BAGHDAD (Reuters) - Iraqi Prime Minister Mustafa al-Kadhimi travelled to Tehran on Tuesday where Iranian state media reported he would meet Supreme Leader Ayatollah Ali Khamenei on his first foreign trip since taking office in May.
Kadhimi’s visit was meant to come after a trip to Saudi Arabia but that was cancelled after Saudi’s King Salman bin Abdulaziz was admitted to hospital suffering from inflammation of the gall bladder.
The Iraqi premier faces a tough balancing act between Iran and the United States who have come close to open conflict in the region, including on Iraqi soil over the past year.
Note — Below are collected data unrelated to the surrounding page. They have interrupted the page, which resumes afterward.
#[async_trait]
impl Db for MemoryDb {
    fn name(&self) -> &str {
        NAME
    }

    async fn close(&self) -> DbResult<()> {
        if !self.store.closed.swap(true, Ordering::AcqRel) {
            let mut records = self.store.records.write().await;
            tracing::debug!(records = records.len(), "closing memory backend");
            records.clear();
        }
        Ok(())
    }

    async fn init_thread(
        &self,
        ctx: &CallContext,
        thread_id: usize,
        thread_count: usize,
    ) -> DbResult<WorkerContext> {
        let mut worker = WorkerContext::new(ctx.clone(), thread_id, thread_count)?;
        worker.set_state(WorkerStats::default());
        Ok(worker)
    }

    async fn cleanup_thread(&self, mut ctx: WorkerContext) {
        if let Some(stats) = ctx.take_state::<WorkerStats>() {
            tracing::debug!(
                thread_id = ctx.thread_id(),
                ops = stats.ops,
                failures = stats.failures,
                "memory worker finished"
            );
        }
    }

    async fn read(&self, ctx: &mut WorkerContext, table: &str, key: &str) -> DbResult<String> {
        let res = self.do_read(ctx, table, key).await;
        tally(ctx, &res);
        res
    }

    async fn update(
        &self,
        ctx: &mut WorkerContext,
        table: &str,
        key: &str,
        value: &str,
    ) -> DbResult<()> {
        let res = self.do_update(ctx, table, key, value).await;
        tally(ctx, &res);
        res
    }

    async fn insert(
        &self,
        ctx: &mut WorkerContext,
        table: &str,
        key: &str,
        value: &str,
    ) -> DbResult<()> {
        let res = self.do_insert(ctx, table, key, value).await;
        tally(ctx, &res);
        res
    }

    async fn delete(&self, ctx: &mut WorkerContext, table: &str, key: &str) -> DbResult<()> {
        let res = self.do_delete(ctx, table, key).await;
        tally(ctx, &res);
        res
    }

    fn as_transaction_db(&self) -> Option<&dyn TransactionDb> {
        Some(self)
    }

    fn as_batch_db(&self) -> Option<&dyn BatchDb> {
        Some(self)
    }
}

impl TransactionDb for MemoryDb {
    fn new_transaction(&self) -> Box<dyn Transaction> {
        Box::new(StagedTransaction::new(self.store.clone()))
    }
}

fn record_keys(table: &str, keys: &[String]) -> DbResult<Vec<Vec<u8>>> {
    keys.iter().map(|key| codec::record_key(table, key)).collect()
}

#[async_trait]
impl BatchDb for MemoryDb {
    async fn batch_insert(
        &self,
        ctx: &mut WorkerContext,
        table: &str,
        keys: &[String],
        values: &[FieldMap],
    ) -> DbResult<()> {
        validate_batch(keys, Some(values))?;
        self.store.ensure_open()?;
        ctx.check()?;
        let rkeys = record_keys(table, keys)?;
        let encoded = values
            .iter()
            .map(codec::encode_record)
            .collect::<DbResult<Vec<_>>>()?;

        let mut records = self.store.records.write().await;
        let mut outcome = BatchOutcome::new(keys.len());
        let mut seen = HashSet::new();
        for (i, rkey) in rkeys.iter().enumerate() {
            if records.contains_key(rkey) || !seen.insert(rkey) {
                outcome.fail(i, DbError::duplicate(table, &keys[i]));
            }
        }
        outcome.into_result()?;
        records.extend(rkeys.into_iter().zip(encoded));
        Ok(())
    }

    async fn batch_read(
        &self,
        ctx: &mut WorkerContext,
        table: &str,
        keys: &[String],
        fields: Option<&[String]>,
    ) -> DbResult<Vec<Option<FieldMap>>> {
        self.store.ensure_open()?;
        ctx.check()?;
        let rkeys = record_keys(table, keys)?;
        let records = self.store.records.read().await;
        rkeys
            .iter()
            .map(|rkey| match records.get(rkey) {
                Some(bytes) => Ok(Some(project(codec::decode_record(bytes)?, fields))),
                None => Ok(None),
            })
            .collect()
    }

    async fn batch_update(
        &self,
        ctx: &mut WorkerContext,
        table: &str,
        keys: &[String],
        values: &[FieldMap],
    ) -> DbResult<()> {
        validate_batch(keys, Some(values))?;
        self.store.ensure_open()?;
        ctx.check()?;
        let rkeys = record_keys(table, keys)?;

        let mut records = self.store.records.write().await;
        let mut outcome = BatchOutcome::new(keys.len());
        let mut merged: BTreeMap<Vec<u8>, FieldMap> = BTreeMap::new();
        for (i, (rkey, update)) in rkeys.into_iter().zip(values).enumerate() {
            let current = match merged.remove(&rkey) {
                Some(record) => record,
                None => match records.get(&rkey) {
                    Some(bytes) => codec::decode_record(bytes)?,
                    None => {
                        outcome.fail(i, DbError::not_found(table, &keys[i]));
                        continue;
                    }
                },
            };
            let mut record = current;
            record.extend(update.iter().map(|(f, v)| (f.clone(), v.clone())));
            merged.insert(rkey, record);
        }
        outcome.into_result()?;
        for (rkey, record) in merged {
            records.insert(rkey, codec::encode_record(&record)?);
        }
        Ok(())
    }

    async fn batch_delete(
        &self,
        ctx: &mut WorkerContext,
        table: &str,
        keys: &[String],
    ) -> DbResult<()> {
        self.store.ensure_open()?;
        ctx.check()?;
        let rkeys = record_keys(table, keys)?;

        let mut records = self.store.records.write().await;
        let mut outcome = BatchOutcome::new(keys.len());
        let mut seen = HashSet::new();
        for (i, rkey) in rkeys.iter().enumerate() {
            if !records.contains_key(rkey) || !seen.insert(rkey) {
                outcome.fail(i, DbError::not_found(table, &keys[i]));
            }
        }
        outcome.into_result()?;
        for rkey in &rkeys {
            records.remove(rkey);
        }
        Ok(())
    }
}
At home, Kadhimi is coming under increasing pressure from Iran-aligned parties and paramilitary groups who perceive him as siding with the United States because he has indicated he wants to curb the power of Iran-backed militias and political groups.
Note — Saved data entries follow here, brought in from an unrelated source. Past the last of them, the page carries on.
//! Per-worker lifecycle driver.
//!
//! One tokio task per worker: `init_thread`, the worker body, then
//! `cleanup_thread`, which runs whether the body succeeded, failed or
//! panicked.

use std::any::Any;
use std::panic::AssertUnwindSafe;
use std::sync::Arc;

use anyhow::{anyhow, bail, Result};
use async_trait::async_trait;
use futures::FutureExt;
use tokio::task;

use crate::context::{CallContext, WorkerContext};
use crate::db::Db;

/// The body each worker runs against the shared database.
#[async_trait]
pub trait Worker: Send + Sync + 'static {
    type Output: Send + 'static;

    async fn run(&self, db: &dyn Db, ctx: &mut WorkerContext) -> Result<Self::Output>;
}

#[derive(Debug)]
pub struct WorkerReport<T> {
    pub thread_id: usize,
    pub result: Result<T>,
}

/// Run `worker` on `thread_count` concurrent workers and collect one
/// report per worker, ordered by thread id.
pub async fn run_workers<W: Worker>(
    db: Arc<dyn Db>,
    call: &CallContext,
    thread_count: usize,
    worker: Arc<W>,
) -> Result<Vec<WorkerReport<W::Output>>> {
    if thread_count == 0 {
        bail!("at least one worker is required");
    }
    tracing::info!(backend = db.name(), thread_count, "starting workers");

    let mut handles = Vec::with_capacity(thread_count);
    for thread_id in 0..thread_count {
        let db = db.clone();
        let call = call.clone();
        let worker = worker.clone();

        let handle = task::spawn(async move {
            let mut ctx = db.init_thread(&call, thread_id, thread_count).await?;
            tracing::debug!(thread_id, "worker initialized");
            let result = AssertUnwindSafe(worker.run(db.as_ref(), &mut ctx))
                .catch_unwind()
                .await
                .unwrap_or_else(|panic| {
                    Err(anyhow!("worker {} panicked: {}", thread_id, panic_message(&*panic)))
                });
            db.cleanup_thread(ctx).await;
            tracing::debug!(thread_id, ok = result.is_ok(), "worker cleaned up");
            result
        });
        handles.push((thread_id, handle));
    }

    let mut reports = Vec::with_capacity(thread_count);
    for (thread_id, handle) in handles {
        let result = match handle.await {
            Ok(result) => result,
            Err(e) => Err(anyhow!("worker {} panicked: {}", thread_id, e)),
        };
        if let Err(e) = &result {
            tracing::warn!(thread_id, error = %e, "worker failed");
        }
        reports.push(WorkerReport { thread_id, result });
    }
    Ok(reports)
}

fn panic_message(panic: &(dyn Any + Send)) -> &str {
    if let Some(msg) = panic.downcast_ref::<&str>() {
        msg
    } else if let Some(msg) = panic.downcast_ref::<String>() {
        msg
    } else {
        "unknown panic"
    }
}

#[cfg(test)]
mod tests {
    use std::sync::atomic::{AtomicUsize, Ordering};
    use std::sync::Mutex;

    use super::*;
    use crate::error::{DbError, DbResult};

    /// Every data operation fails; lifecycle calls are counted.
    #[derive(Default)]
    struct BrokenDb {
        inits: AtomicUsize,
        cleanups: AtomicUsize,
    }

    #[async_trait]
    impl Db for BrokenDb {
        fn name(&self) -> &str {
            "broken"
        }

        async fn close(&self) -> DbResult<()> {
            Ok(())
        }

        async fn init_thread(
            &self,
            ctx: &CallContext,
            thread_id: usize,
            thread_count: usize,
        ) -> DbResult<WorkerContext> {
            self.inits.fetch_add(1, Ordering::SeqCst);
            WorkerContext::new(ctx.clone(), thread_id, thread_count)
        }

        async fn cleanup_thread(&self, _ctx: WorkerContext) {
            self.cleanups.fetch_add(1, Ordering::SeqCst);
        }

        async fn read(&self, _: &mut WorkerContext, _: &str, _: &str) -> DbResult<String> {
            Err(DbError::backend("disk on fire"))
        }

        async fn update(&self, _: &mut WorkerContext, _: &str, _: &str, _: &str) -> DbResult<()> {
            Err(DbError::backend("disk on fire"))
        }

        async fn insert(&self, _: &mut WorkerContext, _: &str, _: &str, _: &str) -> DbResult<()> {
            Err(DbError::backend("disk on fire"))
        }

        async fn delete(&self, _: &mut WorkerContext, _: &str, _: &str) -> DbResult<()> {
            Err(DbError::backend("disk on fire"))
        }
    }

    struct InsertOnce {
        seen: Mutex<Vec<(usize, usize)>>,
    }

    #[async_trait]
    impl Worker for InsertOnce {
        type Output = ();

        async fn run(&self, db: &dyn Db, ctx: &mut WorkerContext) -> Result<()> {
            self.seen
                .lock()
                .unwrap()
                .push((ctx.thread_id(), ctx.thread_count()));
            db.insert(ctx, "t", "k", "v").await?;
            Ok(())
        }
    }

    #[tokio::test]
    async fn cleanup_runs_even_when_every_operation_fails() {
        let db = Arc::new(BrokenDb::default());
        let worker = Arc::new(InsertOnce {
            seen: Mutex::new(Vec::new()),
        });

        let reports = run_workers(db.clone(), &CallContext::new(), 5, worker.clone())
            .await
            .unwrap();

        assert_eq!(reports.len(), 5);
        assert!(reports.iter().all(|r| r.result.is_err()));
        assert_eq!(
            reports.iter().map(|r| r.thread_id).collect::<Vec<_>>(),
            vec![0, 1, 2, 3, 4]
        );
        assert_eq!(db.inits.load(Ordering::SeqCst), 5);
        assert_eq!(db.cleanups.load(Ordering::SeqCst), 5);

        let mut seen = worker.seen.lock().unwrap().clone();
        seen.sort();
        assert_eq!(seen, (0..5).map(|id| (id, 5)).collect::<Vec<_>>());
    }

    struct Panics;

    #[async_trait]
    impl Worker for Panics {
        type Output = ();

        async fn run(&self, _: &dyn Db, ctx: &mut WorkerContext) -> Result<()> {
            panic!("worker {} blew up", ctx.thread_id());
        }
    }

    #[tokio::test]
    async fn cleanup_runs_after_a_panicking_worker() {
        let db = Arc::new(BrokenDb::default());

        let reports = run_workers(db.clone(), &CallContext::new(), 3, Arc::new(Panics))
            .await
            .unwrap();

        assert_eq!(reports.len(), 3);
        for report in &reports {
            let err = report.result.as_ref().unwrap_err().to_string();
            assert!(err.contains("panicked"), "{}", err);
            assert!(err.contains("blew up"), "{}", err);
        }
        assert_eq!(db.inits.load(Ordering::SeqCst), 3);
        assert_eq!(db.cleanups.load(Ordering::SeqCst), 3);
    }

    #[tokio::test]
    async fn zero_workers_is_rejected() {
        let db: Arc<dyn Db> = Arc::new(BrokenDb::default());
        let worker = Arc::new(InsertOnce {
            seen: Mutex::new(Vec::new()),
        });
        assert!(run_workers(db, &CallContext::new(), 0, worker).await.is_err());
    }
}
In his first two months in office security forces carried out two arrest raids against militias but most of those detained were quickly released.
The United States praised those moves and supporters welcome several appointments he has made in the security forces, including reinstating Iraq’s Counter Terrorism Service chief Abdul Wahhab al-Saidi, whose dismissal under the previous government fuelled mass anti-government unrest last year.
Iran’s Foreign Minister Mohammad Javad Zarif visited Baghdad on Sunday, making a stop at the site where a U.S. drone strike killed Iranian military mastermind Qassem Soleimani and Iraq’s paramilitary chief Abu Mahdi al-Muhandis in January.
That action brought the region to the brink of a full U.S.-Iran conflict.